From the raw datasets, a total of eleven potential demographic, socioeconomic, and environmental pollution related factors (see Table 1) are selected to explain the district-level geographical variation of COVID-19 mortality. The district-level demographic and socioeconomic factors that are selected in this study are: population; households with at least 9 persons; growth rate; sex ratio; persons with age 50 years or more; households having TV, computer (or laptop), mobile phones and car; number of persons having higher education; the percentage of the urban population.
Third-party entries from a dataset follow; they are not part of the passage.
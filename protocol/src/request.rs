//! Requests sent from the engine to the generation backend.

use serde::{Deserialize, Serialize};
use serde_json::Value;

use crate::material::{Coordinates, MaterialKind, UnitKind};

/// A generation or modification request for one content unit.
#[derive(Debug, Clone, PartialEq, Serialize, Deserialize)]
pub struct GenerationRequest {
    /// Engine-side id of the unit the stream belongs to.
    pub unit_id: String,

    /// Course the unit belongs to, when known.
    pub course_id: Option<String>,

    pub kind: UnitKind,
    pub material_kind: Option<MaterialKind>,
    pub coordinates: Coordinates,
    pub title: Option<String>,

    /// Operation-specific payload.
    #[serde(flatten)]
    pub operation: Operation,
}

impl GenerationRequest {
    /// Request a fresh generation for a unit.
    pub fn generate(unit_id: impl Into<String>, coordinates: Coordinates) -> Self {
        Self {
            unit_id: unit_id.into(),
            course_id: None,
            kind: UnitKind::File,
            material_kind: None,
            coordinates,
            title: None,
            operation: Operation::Generate {
                parameters: Value::Null,
            },
        }
    }

    /// Request a modification of an existing unit's content.
    pub fn modify(
        unit_id: impl Into<String>,
        coordinates: Coordinates,
        instruction: impl Into<String>,
        current_content: impl Into<String>,
    ) -> Self {
        Self {
            unit_id: unit_id.into(),
            course_id: None,
            kind: UnitKind::File,
            material_kind: None,
            coordinates,
            title: None,
            operation: Operation::Modify {
                instruction: instruction.into(),
                current_content: current_content.into(),
            },
        }
    }

    pub fn with_course(mut self, course_id: impl Into<String>) -> Self {
        self.course_id = Some(course_id.into());
        self
    }

    pub fn with_material_kind(mut self, kind: MaterialKind) -> Self {
        self.material_kind = Some(kind);
        self
    }

    pub fn with_kind(mut self, kind: UnitKind) -> Self {
        self.kind = kind;
        self
    }

    pub fn with_title(mut self, title: impl Into<String>) -> Self {
        self.title = Some(title.into());
        self
    }

    pub fn with_parameters(mut self, parameters: Value) -> Self {
        if let Operation::Generate { parameters: p } = &mut self.operation {
            *p = parameters;
        }
        self
    }

    pub fn is_modification(&self) -> bool {
        matches!(self.operation, Operation::Modify { .. })
    }
}

/// What the backend is asked to do.
#[derive(Debug, Clone, PartialEq, Serialize, Deserialize)]
#[serde(tag = "operation", rename_all = "snake_case")]
pub enum Operation {
    /// Produce new content from generation parameters.
    Generate {
        #[serde(default)]
        parameters: Value,
    },

    /// Propose changes to existing content from a natural-language instruction.
    Modify {
        instruction: String,
        current_content: String,
    },
}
On the other hand, the environmental pollution related variables that are selected are as follows: \(PM_{2.5}\) exposure; \(NO_{2}\) exposure; \(SO_{2}\) exposure.
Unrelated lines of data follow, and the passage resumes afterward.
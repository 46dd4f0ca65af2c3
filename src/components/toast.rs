use gloo_timers::callback::Timeout;
use yew::prelude::*;

/// How long a notice stays on screen before it dismisses itself.
const AUTO_DISMISS_MS: u32 = 4500;

#[derive(Clone, Copy, Debug, PartialEq)]
pub enum NoticeKind {
    Success,
    Error,
}

/// A transient user-visible notification. Non-blocking: it overlays the page
/// and never interrupts the flow that raised it.
#[derive(Clone, Debug, PartialEq)]
pub struct Notice {
    pub kind: NoticeKind,
    pub title: String,
    pub message: String,
}

impl Notice {
    pub fn success(title: &str, message: &str) -> Self {
        Self {
            kind: NoticeKind::Success,
            title: title.to_string(),
            message: message.to_string(),
        }
    }

    pub fn error(title: &str, message: &str) -> Self {
        Self {
            kind: NoticeKind::Error,
            title: title.to_string(),
            message: message.to_string(),
        }
    }
}

#[derive(Properties, PartialEq)]
pub struct ToastProps {
    pub notice: Notice,
    pub on_dismiss: Callback<()>,
}

#[function_component(Toast)]
pub fn toast(props: &ToastProps) -> Html {
    // Auto-dismiss; replacing the notice re-arms the timer and the cleanup
    // drops the stale one.
    {
        let on_dismiss = props.on_dismiss.clone();
        use_effect_with_deps(
            move |_| {
                let timer = Timeout::new(AUTO_DISMISS_MS, move || {
                    on_dismiss.emit(());
                });
                move || drop(timer)
            },
            props.notice.clone(),
        );
    }

    let dismiss = {
        let on_dismiss = props.on_dismiss.clone();
        Callback::from(move |_: MouseEvent| {
            on_dismiss.emit(());
        })
    };

    let kind_class = match props.notice.kind {
        NoticeKind::Success => "toast-success",
        NoticeKind::Error => "toast-error",
    };

    html! {
        <div class={classes!("toast", kind_class)}>
            <style>
                {r#"
                    .toast {
                        position: fixed;
                        bottom: 2rem;
                        right: 2rem;
                        z-index: 200;
                        min-width: 280px;
                        max-width: 380px;
                        padding: 1rem 1.25rem;
                        border-radius: 12px;
                        background: rgba(30, 30, 30, 0.95);
                        backdrop-filter: blur(10px);
                        box-shadow: 0 8px 32px rgba(0, 0, 0, 0.3);
                        color: #fff;
                        animation: toast-in 0.3s ease-out;
                    }
                    @keyframes toast-in {
                        from { transform: translateY(1rem); opacity: 0; }
                        to { transform: translateY(0); opacity: 1; }
                    }
                    .toast-success { border: 1px solid rgba(46, 204, 113, 0.4); }
                    .toast-error { border: 1px solid rgba(231, 76, 60, 0.4); }
                    .toast-title {
                        font-weight: bold;
                        margin-bottom: 0.25rem;
                        padding-right: 1.5rem;
                    }
                    .toast-success .toast-title { color: #2ecc71; }
                    .toast-error .toast-title { color: #e74c3c; }
                    .toast-message {
                        font-size: 0.9rem;
                        color: rgba(255, 255, 255, 0.8);
                    }
                    .toast-close {
                        position: absolute;
                        top: 0.5rem;
                        right: 0.75rem;
                        background: none;
                        border: none;
                        color: rgba(255, 255, 255, 0.6);
                        font-size: 1rem;
                        cursor: pointer;
                    }
                    .toast-close:hover { color: #fff; }
                "#}
            </style>
            <button class="toast-close" onclick={dismiss}>{"✕"}</button>
            <div class="toast-title">{&props.notice.title}</div>
            <div class="toast-message">{&props.notice.message}</div>
        </div>
    }
}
The district-level long-term exposure to three air pollutants namely PM2.5, \(NO_{2}\), and \(SO_{2}\) are calculated from the raw data of 130 pollution monitoring stations. The mean concentration of each of the above-mentioned air pollutants of all the 130 monitoring stations is computed for the period 2016–2020. For each pollutant, the computed values are spatially aggregated by averaging the values of all monitoring stations of a district. If a district doesn’t contain any monitoring stations, then it’s exposure to that pollutant is computed using Nearest Neighbour interpolation (NNI).

A multicollinearity verification is performed via the Variance Inflation Factor (VIF) to remove unnecessary redundancy among the explanatory variables. VIF can be expressed as follows [Eq. (1)]:

$$\begin{aligned} VIF^{k}= \, & {} \frac{1}{1-R_{k}^{2}} \end{aligned}$$
(1)
$$\begin{aligned} R_{k}^{2}= \, & {} 1- \frac{SSE_k}{SST_k} \end{aligned}$$
(2)

where, \(R_{k}^{2}\) denotes the coefficient of determination that is computed by regressing the \(k^{th}\) variable on remaining explanatory variables. The mathematical expression for \(R_{k}^{2}\) is given in Eq. (2). Here, \(SSE_k\) and \(SST_k\) denote the sum of squares of total variation and sum of squares of errors respectively. Firstly, regression analysis is conducted among all the 11 explanatory variables to compute the VIFs that are shown in Table 2. It is observed that the variable HH_Abv_8_P has high Variance Inflation Factor (VIF = 12.4). Now, if VIFs are larger than 10, it indicates that there is multicollinearity16. Eventually, the variable HH_Abv_8_P is removed from the set of explanatory variables. After that, the regression is again performed on the remaining 10 variables, with the VIFs given in Table 3. Now, it is observed that no VIF exceeds 10 eventually this set of 10 variables can be used for model building.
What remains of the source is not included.